Records
- - - - - - -

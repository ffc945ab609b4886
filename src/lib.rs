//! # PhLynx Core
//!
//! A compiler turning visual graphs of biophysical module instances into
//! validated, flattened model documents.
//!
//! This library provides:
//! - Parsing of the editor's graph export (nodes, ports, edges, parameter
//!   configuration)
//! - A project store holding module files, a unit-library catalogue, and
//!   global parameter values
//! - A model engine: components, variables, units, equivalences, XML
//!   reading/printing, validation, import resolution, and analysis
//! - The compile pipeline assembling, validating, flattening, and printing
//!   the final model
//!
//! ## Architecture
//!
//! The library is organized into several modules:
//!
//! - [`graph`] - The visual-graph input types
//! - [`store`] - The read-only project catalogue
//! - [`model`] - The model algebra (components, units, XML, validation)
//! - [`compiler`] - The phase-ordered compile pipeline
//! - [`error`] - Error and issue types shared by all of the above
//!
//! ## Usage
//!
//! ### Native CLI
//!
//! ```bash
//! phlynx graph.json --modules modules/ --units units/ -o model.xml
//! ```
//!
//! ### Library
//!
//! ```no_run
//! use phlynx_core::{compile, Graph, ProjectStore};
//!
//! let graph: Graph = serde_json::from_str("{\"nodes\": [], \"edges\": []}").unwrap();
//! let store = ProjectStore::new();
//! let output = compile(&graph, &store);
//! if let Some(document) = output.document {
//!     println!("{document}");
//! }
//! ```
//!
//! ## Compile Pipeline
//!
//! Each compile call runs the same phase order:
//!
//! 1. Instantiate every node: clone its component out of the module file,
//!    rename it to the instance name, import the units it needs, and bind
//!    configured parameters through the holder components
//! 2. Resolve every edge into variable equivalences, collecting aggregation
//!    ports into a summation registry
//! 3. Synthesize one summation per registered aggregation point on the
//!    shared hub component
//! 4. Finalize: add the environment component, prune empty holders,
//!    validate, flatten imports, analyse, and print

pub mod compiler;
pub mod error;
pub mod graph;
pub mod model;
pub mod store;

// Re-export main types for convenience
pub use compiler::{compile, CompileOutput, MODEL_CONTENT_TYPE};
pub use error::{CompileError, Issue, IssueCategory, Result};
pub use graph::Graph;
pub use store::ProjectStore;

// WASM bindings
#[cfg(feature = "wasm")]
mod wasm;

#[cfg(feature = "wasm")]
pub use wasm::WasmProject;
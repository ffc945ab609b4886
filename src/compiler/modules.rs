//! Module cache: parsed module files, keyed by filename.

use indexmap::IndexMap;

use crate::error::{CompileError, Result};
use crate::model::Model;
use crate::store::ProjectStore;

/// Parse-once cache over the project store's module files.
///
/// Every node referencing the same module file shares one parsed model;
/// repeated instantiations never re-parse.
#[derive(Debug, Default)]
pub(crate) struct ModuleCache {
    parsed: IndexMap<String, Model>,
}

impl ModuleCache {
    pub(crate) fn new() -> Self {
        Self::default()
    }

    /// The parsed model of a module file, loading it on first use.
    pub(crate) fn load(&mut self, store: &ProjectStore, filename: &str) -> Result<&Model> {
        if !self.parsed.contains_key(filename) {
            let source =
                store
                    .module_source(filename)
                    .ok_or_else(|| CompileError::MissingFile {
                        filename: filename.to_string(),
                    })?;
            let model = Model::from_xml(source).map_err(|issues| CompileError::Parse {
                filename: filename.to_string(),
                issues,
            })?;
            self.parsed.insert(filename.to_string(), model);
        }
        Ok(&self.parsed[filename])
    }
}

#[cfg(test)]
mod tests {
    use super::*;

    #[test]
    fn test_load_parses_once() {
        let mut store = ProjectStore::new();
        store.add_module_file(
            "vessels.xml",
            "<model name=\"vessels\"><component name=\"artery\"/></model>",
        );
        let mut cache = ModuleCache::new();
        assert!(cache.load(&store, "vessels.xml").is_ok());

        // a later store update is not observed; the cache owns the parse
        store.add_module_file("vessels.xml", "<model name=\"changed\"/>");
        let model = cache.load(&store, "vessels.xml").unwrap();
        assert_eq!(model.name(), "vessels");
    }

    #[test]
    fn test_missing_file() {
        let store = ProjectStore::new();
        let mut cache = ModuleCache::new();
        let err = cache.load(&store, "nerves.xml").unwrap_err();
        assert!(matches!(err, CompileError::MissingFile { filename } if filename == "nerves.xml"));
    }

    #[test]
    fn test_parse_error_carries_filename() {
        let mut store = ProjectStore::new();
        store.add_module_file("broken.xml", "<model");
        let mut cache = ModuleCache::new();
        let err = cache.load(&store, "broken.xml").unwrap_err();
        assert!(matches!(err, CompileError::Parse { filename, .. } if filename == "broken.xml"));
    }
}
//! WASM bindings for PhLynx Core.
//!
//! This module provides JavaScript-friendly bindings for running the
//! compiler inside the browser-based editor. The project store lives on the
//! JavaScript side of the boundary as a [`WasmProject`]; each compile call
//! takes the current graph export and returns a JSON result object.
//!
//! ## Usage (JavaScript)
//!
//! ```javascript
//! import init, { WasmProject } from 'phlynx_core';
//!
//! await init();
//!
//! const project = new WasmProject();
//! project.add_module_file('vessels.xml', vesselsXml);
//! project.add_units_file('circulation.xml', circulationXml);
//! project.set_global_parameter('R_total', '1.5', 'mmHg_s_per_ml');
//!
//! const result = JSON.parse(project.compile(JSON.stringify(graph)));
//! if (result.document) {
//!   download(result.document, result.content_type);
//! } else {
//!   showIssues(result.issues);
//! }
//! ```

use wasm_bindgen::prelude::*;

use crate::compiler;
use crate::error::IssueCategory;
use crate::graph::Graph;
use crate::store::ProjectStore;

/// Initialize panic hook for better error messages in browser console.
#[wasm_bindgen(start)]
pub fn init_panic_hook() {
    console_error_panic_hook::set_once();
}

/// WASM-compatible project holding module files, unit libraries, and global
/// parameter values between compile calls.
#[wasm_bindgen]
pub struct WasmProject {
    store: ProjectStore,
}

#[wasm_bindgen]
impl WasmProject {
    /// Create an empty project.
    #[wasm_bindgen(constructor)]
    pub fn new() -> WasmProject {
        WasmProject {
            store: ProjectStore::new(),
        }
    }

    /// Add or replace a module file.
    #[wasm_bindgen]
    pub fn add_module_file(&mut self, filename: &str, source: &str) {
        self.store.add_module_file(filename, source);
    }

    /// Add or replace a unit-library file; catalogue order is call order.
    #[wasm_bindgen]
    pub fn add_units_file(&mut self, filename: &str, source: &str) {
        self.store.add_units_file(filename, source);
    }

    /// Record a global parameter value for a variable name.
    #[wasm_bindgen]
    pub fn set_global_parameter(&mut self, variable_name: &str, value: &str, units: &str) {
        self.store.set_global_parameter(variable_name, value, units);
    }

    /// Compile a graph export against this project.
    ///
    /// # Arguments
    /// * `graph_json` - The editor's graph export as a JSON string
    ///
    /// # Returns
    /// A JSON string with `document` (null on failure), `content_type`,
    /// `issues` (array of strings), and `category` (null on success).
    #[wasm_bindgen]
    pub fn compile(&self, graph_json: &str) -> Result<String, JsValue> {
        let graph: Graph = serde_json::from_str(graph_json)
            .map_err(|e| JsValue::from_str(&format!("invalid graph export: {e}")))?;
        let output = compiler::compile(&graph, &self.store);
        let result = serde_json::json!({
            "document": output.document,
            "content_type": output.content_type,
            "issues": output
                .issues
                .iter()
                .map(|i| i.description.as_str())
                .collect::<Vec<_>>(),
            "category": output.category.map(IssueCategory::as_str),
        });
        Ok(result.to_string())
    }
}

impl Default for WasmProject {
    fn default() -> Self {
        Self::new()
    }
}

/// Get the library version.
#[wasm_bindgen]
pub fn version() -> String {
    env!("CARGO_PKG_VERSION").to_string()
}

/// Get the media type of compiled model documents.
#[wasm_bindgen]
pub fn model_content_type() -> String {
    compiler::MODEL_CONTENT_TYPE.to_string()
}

- - - - - - -

Task goal
For the word "ProjectStore", go through the records and show each line that carries it.

Answer section
//! use phlynx_core::{compile, Graph, ProjectStore};
//! let store = ProjectStore::new();
pub use store::ProjectStore;
use crate::store::ProjectStore;
    pub(crate) fn load(&mut self, store: &ProjectStore, filename: &str) -> Result<&Model> {
        let mut store = ProjectStore::new();
        let store = ProjectStore::new();
        let mut store = ProjectStore::new();
use crate::store::ProjectStore;
    store: ProjectStore,
            store: ProjectStore::new(),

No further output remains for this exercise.